Vertical caving terminology and methods > SRT basic terms
A potholing through-trip with entrances at the top and bottom of the cave. Pitches in between can be rigged using a rope that is pulled down the pitch once every person has descended, so that the same rope can be used for the next pitches. If there are no issues, then abseiling is the only thing needed, not prusiking. However, a spare rope is needed for subsequent pitches, just in case one fails to pull-through correctly. It is also normal for at least one caver to bring prusiking equipment, so that they might be able to return up a pitch and untangle the rope if needed. Uses a unique rigging style relying on a doubled rope where one end is safe for abseiling, and the other end is used to pull the rope down the pitch. Abseiling on the wrong side results in a freefall, so each person must know how to safely use it. Normally, there is no traverse line at the pitch head, since it cannot be retrieved later.

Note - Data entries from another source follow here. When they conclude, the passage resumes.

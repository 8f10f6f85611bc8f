//! Precedence ordering between patterns
//!
//! [`Pattern::compare`] tells whether one pattern contains the other
//! (`Successor`/`Predecessor`) or, when neither does, gives them a stable
//! arbitrary order (`DisjointOrderPre`/`DisjointOrderPost`) so rule sets can
//! live in ordered containers. Host is the primary key, then port, then scheme.

use std::cmp::{Ordering, Reverse};

use crate::pattern::Pattern;
use crate::types::{PatternParts, FILE_SCHEME};
use crate::url::is_sub_domain_or_equal;

/// Relation of one pattern to another.
#[derive(Debug, Clone, Copy, PartialEq, Eq, Hash)]
#[repr(i8)]
pub enum Relation {
    /// Disjoint, sorts after the other pattern
    DisjointOrderPost = -2,
    /// Strictly broader than the other pattern
    Successor = -1,
    Identity = 0,
    /// Strictly narrower than the other pattern
    Predecessor = 1,
    /// Disjoint, sorts before the other pattern
    DisjointOrderPre = 2,
}

impl Relation {
    #[inline]
    pub fn is_disjoint(self) -> bool {
        matches!(self, Self::DisjointOrderPre | Self::DisjointOrderPost)
    }

    /// The relation seen from the other pattern.
    #[inline]
    pub fn reverse(self) -> Self {
        match self {
            Self::DisjointOrderPost => Self::DisjointOrderPre,
            Self::Successor => Self::Predecessor,
            Self::Identity => Self::Identity,
            Self::Predecessor => Self::Successor,
            Self::DisjointOrderPre => Self::DisjointOrderPost,
        }
    }

    /// Ordering used by `Ord for Pattern`.
    #[inline]
    pub fn ordering(self) -> Ordering {
        (self as i8).cmp(&0)
    }
}

impl Pattern {
    /// Compare this pattern with `other`.
    pub fn compare(&self, other: &Pattern) -> Relation {
        // Invalid patterns all behave the same way: they match nothing.
        let (parts, other_parts) = match (self.parts(), other.parts()) {
            (None, None) => return Relation::Identity,
            (None, Some(_)) => return Relation::DisjointOrderPost,
            (Some(_), None) => return Relation::DisjointOrderPre,
            (Some(a), Some(b)) => (a, b),
        };

        let host_relation = compare_host(parts, other_parts);
        if host_relation.is_disjoint() {
            return host_relation;
        }

        let port_relation = compare_port(parts, other_parts);
        if port_relation.is_disjoint() {
            return port_relation;
        }

        let scheme_relation = compare_scheme(parts, other_parts);
        if scheme_relation.is_disjoint() {
            return scheme_relation;
        }

        [host_relation, port_relation]
            .into_iter()
            .find(|r| *r != Relation::Identity)
            .unwrap_or(scheme_relation)
    }
}

// =============================================================================
// Sub-comparators
// =============================================================================

/// Compare two domain names label by label, starting at the TLD.
///
/// The first differing label decides. When one name is a label-suffix of the
/// other, the name with more labels orders greater.
pub fn compare_domain_names(a: &str, b: &str) -> Ordering {
    fn labels(s: &str) -> Vec<&str> {
        if s.is_empty() {
            Vec::new()
        } else {
            s.split('.').collect()
        }
    }

    let a_labels = labels(a);
    let b_labels = labels(b);

    for (la, lb) in a_labels.iter().rev().zip(b_labels.iter().rev()) {
        match la.cmp(lb) {
            Ordering::Equal => continue,
            ord => return ord,
        }
    }

    a_labels.len().cmp(&b_labels.len())
}

#[inline]
fn disjoint_host_order(a: &str, b: &str) -> Relation {
    if compare_domain_names(a, b) == Ordering::Less {
        Relation::DisjointOrderPre
    } else {
        Relation::DisjointOrderPost
    }
}

pub fn compare_host(parts: &PatternParts, other: &PatternParts) -> Relation {
    match (parts.has_domain_wildcard, other.has_domain_wildcard) {
        (false, false) => match compare_domain_names(&parts.host, &other.host) {
            Ordering::Equal => Relation::Identity,
            Ordering::Less => Relation::DisjointOrderPre,
            Ordering::Greater => Relation::DisjointOrderPost,
        },
        // [*.]google.com vs mail.google.com
        (true, false) => {
            if is_sub_domain_or_equal(&other.host, &parts.host) {
                Relation::Successor
            } else {
                disjoint_host_order(&parts.host, &other.host)
            }
        }
        // mail.google.com vs [*.]google.com
        (false, true) => {
            if is_sub_domain_or_equal(&parts.host, &other.host) {
                Relation::Predecessor
            } else {
                disjoint_host_order(&parts.host, &other.host)
            }
        }
        (true, true) => {
            if parts.host == other.host {
                Relation::Identity
            } else if is_sub_domain_or_equal(&other.host, &parts.host) {
                Relation::Successor
            } else if is_sub_domain_or_equal(&parts.host, &other.host) {
                Relation::Predecessor
            } else {
                disjoint_host_order(&parts.host, &other.host)
            }
        }
    }
}

/// Wildcard vs concrete is containment; two concrete values are disjoint
/// unless equal, the greater string ordering first.
fn compare_field(value: &str, wildcard: bool, other_value: &str, other_wildcard: bool) -> Relation {
    match (wildcard, other_wildcard) {
        (true, false) => Relation::Successor,
        (false, true) => Relation::Predecessor,
        _ => match value.cmp(other_value) {
            Ordering::Equal => Relation::Identity,
            Ordering::Greater => Relation::DisjointOrderPre,
            Ordering::Less => Relation::DisjointOrderPost,
        },
    }
}

pub fn compare_port(parts: &PatternParts, other: &PatternParts) -> Relation {
    compare_field(&parts.port, parts.is_port_wildcard, &other.port, other.is_port_wildcard)
}

pub fn compare_scheme(parts: &PatternParts, other: &PatternParts) -> Relation {
    compare_field(&parts.scheme, parts.is_scheme_wildcard, &other.scheme, other.is_scheme_wildcard)
}

// =============================================================================
// Precedence Key
// =============================================================================

/// One step along a host, from the TLD towards the leftmost label.
#[derive(Debug, Clone, PartialEq, Eq, PartialOrd, Ord, Hash)]
enum HostStep {
    /// Domain wildcard: sorts before every sub-domain of the host
    Wildcard,
    /// Sibling labels sort in descending order
    Label(Reverse<String>),
    /// Exact host: sorts after every sub-domain of the host
    Exact,
}

#[derive(Debug, Clone, PartialEq, Eq, PartialOrd, Ord, Hash)]
struct KeyParts {
    host: Vec<HostStep>,
    /// (concrete, value); a wildcard sorts first
    port: (bool, String),
    scheme: (bool, String),
    /// Only set for `file` patterns; a path wildcard sorts first
    path: Option<(bool, String)>,
}

/// Total order over patterns, broadest first.
///
/// [`Pattern::compare`] is not transitive when host containment and port
/// disjointness pull in different directions, so it cannot key an ordered
/// container. This key is a total order that agrees with `compare` for every
/// two patterns matching a common URL, and that is equal exactly when the
/// patterns are identical and, for `file` patterns, have the same path.
#[derive(Debug, Clone, PartialEq, Eq, PartialOrd, Ord, Hash)]
pub struct PrecedenceKey(Option<KeyParts>);

impl Pattern {
    /// Key placing this pattern in the total precedence order.
    pub fn precedence_key(&self) -> PrecedenceKey {
        PrecedenceKey(self.parts().map(|parts| {
            let mut host: Vec<HostStep> = if parts.host.is_empty() {
                Vec::new()
            } else {
                parts
                    .host
                    .rsplit('.')
                    .map(|label| HostStep::Label(Reverse(label.to_string())))
                    .collect()
            };
            host.push(if parts.has_domain_wildcard {
                HostStep::Wildcard
            } else {
                HostStep::Exact
            });

            KeyParts {
                host,
                port: (!parts.is_port_wildcard, parts.port.clone()),
                scheme: (!parts.is_scheme_wildcard, parts.scheme.clone()),
                path: parts
                    .has_scheme(FILE_SCHEME)
                    .then(|| (!parts.is_path_wildcard, parts.path.clone())),
            }
        }))
    }
}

For safety, the two sides may be done with different ropes, perhaps different colours, and maybe even a very thin cord for the derigging side (since it does not need to hold the weight of a caver). This allows each caver to immediately see and feel which side is safe. Pull-throughs are only possible with anchors which are permantly left in the cave, which are smooth enough for the rope to attach directly to them and run smoothly through them, such as P-hangers, or naturals that can perform the same function.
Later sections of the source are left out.